= Beginning of Section =

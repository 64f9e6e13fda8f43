//! Ingest orchestration

use std::sync::Arc;

use chrono::{DateTime, Utc};
use tokio::sync::Semaphore;
use tracing::{debug, warn};

use crate::ensemble::ModelEnsemble;
use crate::hub::BroadcastHub;
use crate::maintenance::{MaintenanceTrigger, TRIGGER_CONFIDENCE};
use crate::policy;
use crate::storage::FleetStore;
use crate::types::{ReadingPayload, TelemetryUpdate, Verdict};

use super::{IngestError, VerdictSink};

/// Combined primary outcome of one ingest call (steps 1-5 only).
#[derive(Debug, Clone, serde::Serialize)]
pub struct IngestOutcome {
    pub reading_id: u64,
    pub verdict_id: u64,
    pub vehicle_id: u64,
    pub failure: u8,
    pub confidence: f64,
    pub anomaly: bool,
    pub anomaly_score: f64,
    pub message: String,
    pub timestamp: DateTime<Utc>,
}

/// The ingestion pipeline. Shared across all producers; every collaborator
/// is either read-only after construction (ensemble) or internally
/// synchronized (store, hub), so concurrent `ingest` calls are safe.
pub struct IngestPipeline {
    store: FleetStore,
    verdicts: Arc<dyn VerdictSink>,
    ensemble: Arc<ModelEnsemble>,
    trigger: MaintenanceTrigger,
    hub: Arc<BroadcastHub>,
    /// Admission bound on concurrent ingests. The original design accepted
    /// unbounded fan-in; this makes the limit explicit and tunable.
    admission: Semaphore,
    /// Ingest calls completed (steps 1-5 succeeded)
    ingested: std::sync::atomic::AtomicU64,
}

impl IngestPipeline {
    pub fn new(
        store: FleetStore,
        ensemble: Arc<ModelEnsemble>,
        hub: Arc<BroadcastHub>,
        max_concurrent_ingests: usize,
    ) -> Self {
        let trigger = MaintenanceTrigger::new(store.clone());
        Self {
            verdicts: Arc::new(store.clone()),
            store,
            ensemble,
            trigger,
            hub,
            admission: Semaphore::new(max_concurrent_ingests.max(1)),
            ingested: std::sync::atomic::AtomicU64::new(0),
        }
    }

    /// Redirect verdict persistence to a different sink.
    pub fn with_verdict_sink(mut self, sink: Arc<dyn VerdictSink>) -> Self {
        self.verdicts = sink;
        self
    }

    /// Total ingest calls that completed their primary outcome.
    pub fn ingested_count(&self) -> u64 {
        self.ingested.load(std::sync::atomic::Ordering::Relaxed)
    }

    /// Run one reading through the full pipeline.
    ///
    /// Returns the combined primary outcome, or a typed failure from steps
    /// 1-5. Maintenance and broadcast side effects never influence the
    /// returned result.
    pub async fn ingest(&self, payload: ReadingPayload) -> Result<IngestOutcome, IngestError> {
        // Admission bound. The semaphore is never closed, so acquire only
        // returns Err after a close that cannot happen; holding the Option
        // keeps the permit alive for the duration of the call either way.
        let _permit = self.admission.acquire().await.ok();

        // STEP 1: existence check. Nothing is persisted for unknown vehicles.
        if !self.store.vehicle_exists(payload.vehicle_id)? {
            return Err(IngestError::VehicleNotFound(payload.vehicle_id));
        }

        // STEP 2: persist the reading with the pipeline's own clock. Any
        // timestamp a producer might embed in its raw payload is ignored.
        let now = Utc::now();
        let reading = self.store.insert_reading(&payload, now)?;
        debug!(
            vehicle_id = reading.vehicle_id,
            reading_id = reading.id,
            "Reading persisted"
        );

        // Registry bookkeeping; not part of the primary outcome.
        if let Err(e) = self.store.touch_vehicle(reading.vehicle_id, now) {
            warn!(vehicle_id = reading.vehicle_id, error = %e, "Failed to update last_seen");
        }

        // STEP 3: score from the persisted reading, not the raw payload.
        let features = reading.features();
        let (failure_pred, confidence) = self.ensemble.score_failure(&features);
        let (anomaly_flag, anomaly_score) = self.ensemble.score_anomaly(&features);

        // STEP 4: decision policy.
        let message = policy::decide(failure_pred, confidence, anomaly_flag, anomaly_score);

        // STEP 5: persist the verdict. On failure the reading stays - a
        // reading without a verdict is still valuable, so no rollback.
        let verdict = Verdict {
            id: self.store.next_id()?,
            vehicle_id: reading.vehicle_id,
            timestamp: Utc::now(),
            failure_prediction: failure_pred,
            failure_confidence: confidence,
            anomaly_flag,
            anomaly_score,
            message: message.to_string(),
        };
        self.verdicts.insert_verdict(&verdict)?;

        self.ingested
            .fetch_add(1, std::sync::atomic::Ordering::Relaxed);

        // STEP 6: maintenance trigger, best-effort.
        if failure_pred == 1 && confidence > TRIGGER_CONFIDENCE {
            if let Err(e) = self.trigger.trigger(reading.vehicle_id, confidence) {
                warn!(
                    vehicle_id = reading.vehicle_id,
                    error = %e,
                    "Maintenance trigger failed - ingest outcome unaffected"
                );
            }
        }

        // STEP 7: broadcast, fire-and-forget. The sweep itself cannot fail;
        // individual delivery failures are handled inside the hub.
        let delivered = self
            .hub
            .broadcast(&TelemetryUpdate::new(&reading, &verdict))
            .await;
        debug!(
            vehicle_id = reading.vehicle_id,
            delivered, "Broadcast sweep complete"
        );

        Ok(IngestOutcome {
            reading_id: reading.id,
            verdict_id: verdict.id,
            vehicle_id: reading.vehicle_id,
            failure: verdict.failure_prediction,
            confidence: verdict.failure_confidence,
            anomaly: verdict.anomaly_flag == 1,
            anomaly_score: verdict.anomaly_score,
            message: verdict.message,
            timestamp: verdict.timestamp,
        })
    }
}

= End of Section =

Assigned task
For the string "FleetStore", show each line of the entries above where it occurs.

Solution to this task
use crate::storage::FleetStore;
    store: FleetStore,
        store: FleetStore,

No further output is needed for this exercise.